Given data START
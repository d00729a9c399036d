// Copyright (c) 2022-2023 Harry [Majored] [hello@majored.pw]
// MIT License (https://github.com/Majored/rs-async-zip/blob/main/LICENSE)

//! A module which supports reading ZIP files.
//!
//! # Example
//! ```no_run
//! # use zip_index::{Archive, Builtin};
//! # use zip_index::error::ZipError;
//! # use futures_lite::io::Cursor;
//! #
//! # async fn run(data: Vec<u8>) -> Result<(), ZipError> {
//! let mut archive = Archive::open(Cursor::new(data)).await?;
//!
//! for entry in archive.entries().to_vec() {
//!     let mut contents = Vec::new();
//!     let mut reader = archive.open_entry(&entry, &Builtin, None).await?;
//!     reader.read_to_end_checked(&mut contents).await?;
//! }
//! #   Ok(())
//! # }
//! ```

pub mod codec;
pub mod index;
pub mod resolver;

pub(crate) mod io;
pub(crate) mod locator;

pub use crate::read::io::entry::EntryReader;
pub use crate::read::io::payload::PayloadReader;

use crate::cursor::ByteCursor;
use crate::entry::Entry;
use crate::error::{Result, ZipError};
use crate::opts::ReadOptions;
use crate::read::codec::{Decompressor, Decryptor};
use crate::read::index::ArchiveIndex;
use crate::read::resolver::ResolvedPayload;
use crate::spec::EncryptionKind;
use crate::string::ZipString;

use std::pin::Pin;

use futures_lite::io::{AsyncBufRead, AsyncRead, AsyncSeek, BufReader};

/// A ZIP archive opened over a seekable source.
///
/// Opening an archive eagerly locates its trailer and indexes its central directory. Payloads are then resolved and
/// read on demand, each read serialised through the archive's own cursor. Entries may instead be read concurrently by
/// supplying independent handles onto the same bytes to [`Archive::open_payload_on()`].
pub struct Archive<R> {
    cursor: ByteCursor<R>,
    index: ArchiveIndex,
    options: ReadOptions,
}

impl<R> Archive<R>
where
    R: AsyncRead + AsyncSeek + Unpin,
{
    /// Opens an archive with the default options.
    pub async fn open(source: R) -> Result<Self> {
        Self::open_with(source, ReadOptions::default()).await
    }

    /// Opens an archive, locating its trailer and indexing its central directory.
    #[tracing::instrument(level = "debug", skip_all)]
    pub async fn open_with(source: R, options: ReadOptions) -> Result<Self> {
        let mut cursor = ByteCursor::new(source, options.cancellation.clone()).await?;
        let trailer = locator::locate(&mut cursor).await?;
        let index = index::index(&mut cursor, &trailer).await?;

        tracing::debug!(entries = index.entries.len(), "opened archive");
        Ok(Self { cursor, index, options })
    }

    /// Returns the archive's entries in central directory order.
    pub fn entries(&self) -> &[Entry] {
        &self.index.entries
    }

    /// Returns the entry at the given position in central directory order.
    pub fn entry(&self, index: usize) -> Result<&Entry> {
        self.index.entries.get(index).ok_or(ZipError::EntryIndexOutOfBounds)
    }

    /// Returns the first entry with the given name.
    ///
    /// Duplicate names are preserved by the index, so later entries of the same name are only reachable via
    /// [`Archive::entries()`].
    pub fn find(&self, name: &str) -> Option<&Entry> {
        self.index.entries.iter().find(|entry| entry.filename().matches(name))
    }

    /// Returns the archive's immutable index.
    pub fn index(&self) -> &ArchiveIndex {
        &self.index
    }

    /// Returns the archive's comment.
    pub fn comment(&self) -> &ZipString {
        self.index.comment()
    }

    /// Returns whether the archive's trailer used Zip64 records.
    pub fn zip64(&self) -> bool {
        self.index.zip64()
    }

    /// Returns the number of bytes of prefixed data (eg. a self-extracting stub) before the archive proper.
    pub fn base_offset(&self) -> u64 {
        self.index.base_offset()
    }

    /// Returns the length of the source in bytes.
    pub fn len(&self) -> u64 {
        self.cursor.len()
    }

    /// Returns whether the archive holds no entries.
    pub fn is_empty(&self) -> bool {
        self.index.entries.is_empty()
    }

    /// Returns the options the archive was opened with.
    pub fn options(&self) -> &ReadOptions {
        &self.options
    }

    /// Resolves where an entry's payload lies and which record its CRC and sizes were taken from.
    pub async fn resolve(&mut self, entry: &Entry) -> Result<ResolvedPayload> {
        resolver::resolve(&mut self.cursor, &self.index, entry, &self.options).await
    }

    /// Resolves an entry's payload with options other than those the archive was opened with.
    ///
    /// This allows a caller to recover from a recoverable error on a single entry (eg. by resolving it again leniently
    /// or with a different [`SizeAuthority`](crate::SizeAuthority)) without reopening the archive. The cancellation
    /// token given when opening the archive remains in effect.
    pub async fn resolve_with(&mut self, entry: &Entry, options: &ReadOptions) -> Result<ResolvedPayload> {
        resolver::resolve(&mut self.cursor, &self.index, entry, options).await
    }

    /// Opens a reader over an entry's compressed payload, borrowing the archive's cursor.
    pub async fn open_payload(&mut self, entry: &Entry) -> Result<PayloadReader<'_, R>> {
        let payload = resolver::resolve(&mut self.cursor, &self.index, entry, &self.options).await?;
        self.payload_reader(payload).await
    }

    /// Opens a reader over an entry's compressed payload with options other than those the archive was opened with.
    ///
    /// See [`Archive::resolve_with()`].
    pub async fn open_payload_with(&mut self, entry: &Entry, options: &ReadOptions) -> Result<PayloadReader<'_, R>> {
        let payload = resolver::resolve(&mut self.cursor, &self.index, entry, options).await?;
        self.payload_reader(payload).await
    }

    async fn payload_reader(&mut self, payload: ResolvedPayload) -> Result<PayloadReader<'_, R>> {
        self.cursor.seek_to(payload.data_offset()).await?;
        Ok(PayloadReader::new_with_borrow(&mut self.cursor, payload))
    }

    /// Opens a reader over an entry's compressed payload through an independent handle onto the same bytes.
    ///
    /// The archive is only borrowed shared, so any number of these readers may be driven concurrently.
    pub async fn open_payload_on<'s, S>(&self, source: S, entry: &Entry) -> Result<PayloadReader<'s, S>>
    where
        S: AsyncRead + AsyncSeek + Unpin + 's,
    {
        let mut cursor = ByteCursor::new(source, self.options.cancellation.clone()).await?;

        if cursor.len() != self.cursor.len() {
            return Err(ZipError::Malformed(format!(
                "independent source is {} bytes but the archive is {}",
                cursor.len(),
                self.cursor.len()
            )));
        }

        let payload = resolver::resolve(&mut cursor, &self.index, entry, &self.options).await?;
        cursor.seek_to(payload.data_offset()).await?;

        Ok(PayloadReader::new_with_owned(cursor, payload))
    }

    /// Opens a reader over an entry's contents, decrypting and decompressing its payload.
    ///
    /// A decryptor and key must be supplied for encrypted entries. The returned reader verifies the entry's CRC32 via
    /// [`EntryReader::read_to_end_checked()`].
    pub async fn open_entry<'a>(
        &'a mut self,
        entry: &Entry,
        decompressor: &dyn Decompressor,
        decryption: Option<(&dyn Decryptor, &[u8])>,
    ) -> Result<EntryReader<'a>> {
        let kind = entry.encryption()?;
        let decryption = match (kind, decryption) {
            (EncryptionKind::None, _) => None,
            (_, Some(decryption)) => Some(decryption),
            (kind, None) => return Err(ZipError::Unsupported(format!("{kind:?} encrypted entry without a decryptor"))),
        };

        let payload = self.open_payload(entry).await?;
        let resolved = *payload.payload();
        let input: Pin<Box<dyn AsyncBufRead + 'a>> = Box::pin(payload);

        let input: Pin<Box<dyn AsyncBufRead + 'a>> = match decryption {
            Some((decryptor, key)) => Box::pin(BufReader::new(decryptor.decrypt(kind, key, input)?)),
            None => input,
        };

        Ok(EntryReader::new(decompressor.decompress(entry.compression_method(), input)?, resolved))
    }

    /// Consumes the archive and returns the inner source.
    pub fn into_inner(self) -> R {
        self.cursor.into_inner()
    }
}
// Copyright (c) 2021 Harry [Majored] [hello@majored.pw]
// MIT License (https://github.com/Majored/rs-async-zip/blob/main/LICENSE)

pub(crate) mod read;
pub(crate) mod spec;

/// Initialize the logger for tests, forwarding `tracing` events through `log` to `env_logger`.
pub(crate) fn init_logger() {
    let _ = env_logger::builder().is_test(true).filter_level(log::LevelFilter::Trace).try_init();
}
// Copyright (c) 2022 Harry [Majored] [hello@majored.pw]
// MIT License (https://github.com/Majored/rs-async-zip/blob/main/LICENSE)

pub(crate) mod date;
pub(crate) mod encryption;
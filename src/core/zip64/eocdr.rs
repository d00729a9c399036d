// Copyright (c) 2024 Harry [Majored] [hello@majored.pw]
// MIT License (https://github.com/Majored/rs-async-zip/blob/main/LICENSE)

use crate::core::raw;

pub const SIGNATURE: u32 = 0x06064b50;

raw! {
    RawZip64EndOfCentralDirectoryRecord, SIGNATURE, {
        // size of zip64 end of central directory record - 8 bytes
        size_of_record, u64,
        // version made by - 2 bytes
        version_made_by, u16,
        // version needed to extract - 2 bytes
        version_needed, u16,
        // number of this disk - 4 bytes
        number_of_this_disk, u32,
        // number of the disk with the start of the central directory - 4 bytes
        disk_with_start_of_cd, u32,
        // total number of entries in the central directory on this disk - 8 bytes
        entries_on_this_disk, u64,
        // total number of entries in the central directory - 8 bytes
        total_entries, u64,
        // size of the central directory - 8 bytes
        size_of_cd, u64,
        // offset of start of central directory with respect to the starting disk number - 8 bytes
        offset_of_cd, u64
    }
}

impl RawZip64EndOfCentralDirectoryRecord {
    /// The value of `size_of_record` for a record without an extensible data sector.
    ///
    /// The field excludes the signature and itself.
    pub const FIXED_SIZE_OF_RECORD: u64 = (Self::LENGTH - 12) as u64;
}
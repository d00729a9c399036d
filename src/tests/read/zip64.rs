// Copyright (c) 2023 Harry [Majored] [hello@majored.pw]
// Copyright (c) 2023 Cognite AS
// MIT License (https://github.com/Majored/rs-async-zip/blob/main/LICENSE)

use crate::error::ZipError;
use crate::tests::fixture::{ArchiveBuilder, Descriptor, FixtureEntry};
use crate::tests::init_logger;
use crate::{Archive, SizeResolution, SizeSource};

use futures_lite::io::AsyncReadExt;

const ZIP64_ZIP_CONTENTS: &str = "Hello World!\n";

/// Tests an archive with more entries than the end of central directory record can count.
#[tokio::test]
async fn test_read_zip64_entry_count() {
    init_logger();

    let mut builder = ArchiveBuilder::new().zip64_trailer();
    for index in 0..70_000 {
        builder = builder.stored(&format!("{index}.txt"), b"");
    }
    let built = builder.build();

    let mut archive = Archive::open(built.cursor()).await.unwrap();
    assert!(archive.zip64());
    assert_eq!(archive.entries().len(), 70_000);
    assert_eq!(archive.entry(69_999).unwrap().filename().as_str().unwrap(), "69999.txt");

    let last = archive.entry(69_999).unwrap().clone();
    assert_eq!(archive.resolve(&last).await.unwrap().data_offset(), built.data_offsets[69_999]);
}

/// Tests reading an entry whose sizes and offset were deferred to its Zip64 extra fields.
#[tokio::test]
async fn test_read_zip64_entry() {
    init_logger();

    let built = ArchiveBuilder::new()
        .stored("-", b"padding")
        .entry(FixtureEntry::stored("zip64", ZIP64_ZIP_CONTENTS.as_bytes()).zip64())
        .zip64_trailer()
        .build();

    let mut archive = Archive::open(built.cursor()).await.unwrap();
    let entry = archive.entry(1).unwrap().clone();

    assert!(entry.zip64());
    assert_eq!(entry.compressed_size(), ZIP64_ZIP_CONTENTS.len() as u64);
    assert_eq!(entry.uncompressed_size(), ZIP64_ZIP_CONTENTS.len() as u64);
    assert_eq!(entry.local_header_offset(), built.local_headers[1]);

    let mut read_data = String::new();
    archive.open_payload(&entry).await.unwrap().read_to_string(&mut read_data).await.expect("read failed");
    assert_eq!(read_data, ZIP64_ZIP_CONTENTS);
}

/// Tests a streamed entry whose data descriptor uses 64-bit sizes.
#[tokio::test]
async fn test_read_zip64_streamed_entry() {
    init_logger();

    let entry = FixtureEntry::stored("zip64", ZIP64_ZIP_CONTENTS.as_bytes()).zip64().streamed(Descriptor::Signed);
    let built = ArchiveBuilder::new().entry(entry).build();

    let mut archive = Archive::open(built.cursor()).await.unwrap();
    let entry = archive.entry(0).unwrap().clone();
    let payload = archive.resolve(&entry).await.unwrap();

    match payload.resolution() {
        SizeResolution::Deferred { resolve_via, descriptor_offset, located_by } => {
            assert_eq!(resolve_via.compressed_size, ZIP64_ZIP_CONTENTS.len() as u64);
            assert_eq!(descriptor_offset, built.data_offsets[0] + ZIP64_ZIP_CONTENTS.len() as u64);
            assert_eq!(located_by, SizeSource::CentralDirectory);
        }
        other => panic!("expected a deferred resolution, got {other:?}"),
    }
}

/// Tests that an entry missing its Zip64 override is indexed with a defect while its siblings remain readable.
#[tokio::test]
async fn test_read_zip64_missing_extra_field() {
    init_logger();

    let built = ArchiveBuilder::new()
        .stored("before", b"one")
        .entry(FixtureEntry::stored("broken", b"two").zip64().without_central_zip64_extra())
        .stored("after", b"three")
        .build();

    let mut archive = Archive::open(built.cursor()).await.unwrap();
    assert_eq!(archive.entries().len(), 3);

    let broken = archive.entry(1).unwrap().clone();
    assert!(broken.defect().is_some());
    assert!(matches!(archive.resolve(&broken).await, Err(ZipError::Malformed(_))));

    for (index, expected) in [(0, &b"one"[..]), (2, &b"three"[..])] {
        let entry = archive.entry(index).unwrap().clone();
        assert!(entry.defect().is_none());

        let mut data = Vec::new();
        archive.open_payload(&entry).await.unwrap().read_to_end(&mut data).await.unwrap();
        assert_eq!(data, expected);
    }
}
Given data END
• **Problem description**
From the listing above, copy every line that holds the string "FixtureEntry".

• **Output of the exercise**
use crate::tests::fixture::{ArchiveBuilder, Descriptor, FixtureEntry};
        .entry(FixtureEntry::stored("zip64", ZIP64_ZIP_CONTENTS.as_bytes()).zip64())
    let entry = FixtureEntry::stored("zip64", ZIP64_ZIP_CONTENTS.as_bytes()).zip64().streamed(Descriptor::Signed);
        .entry(FixtureEntry::stored("broken", b"two").zip64().without_central_zip64_extra())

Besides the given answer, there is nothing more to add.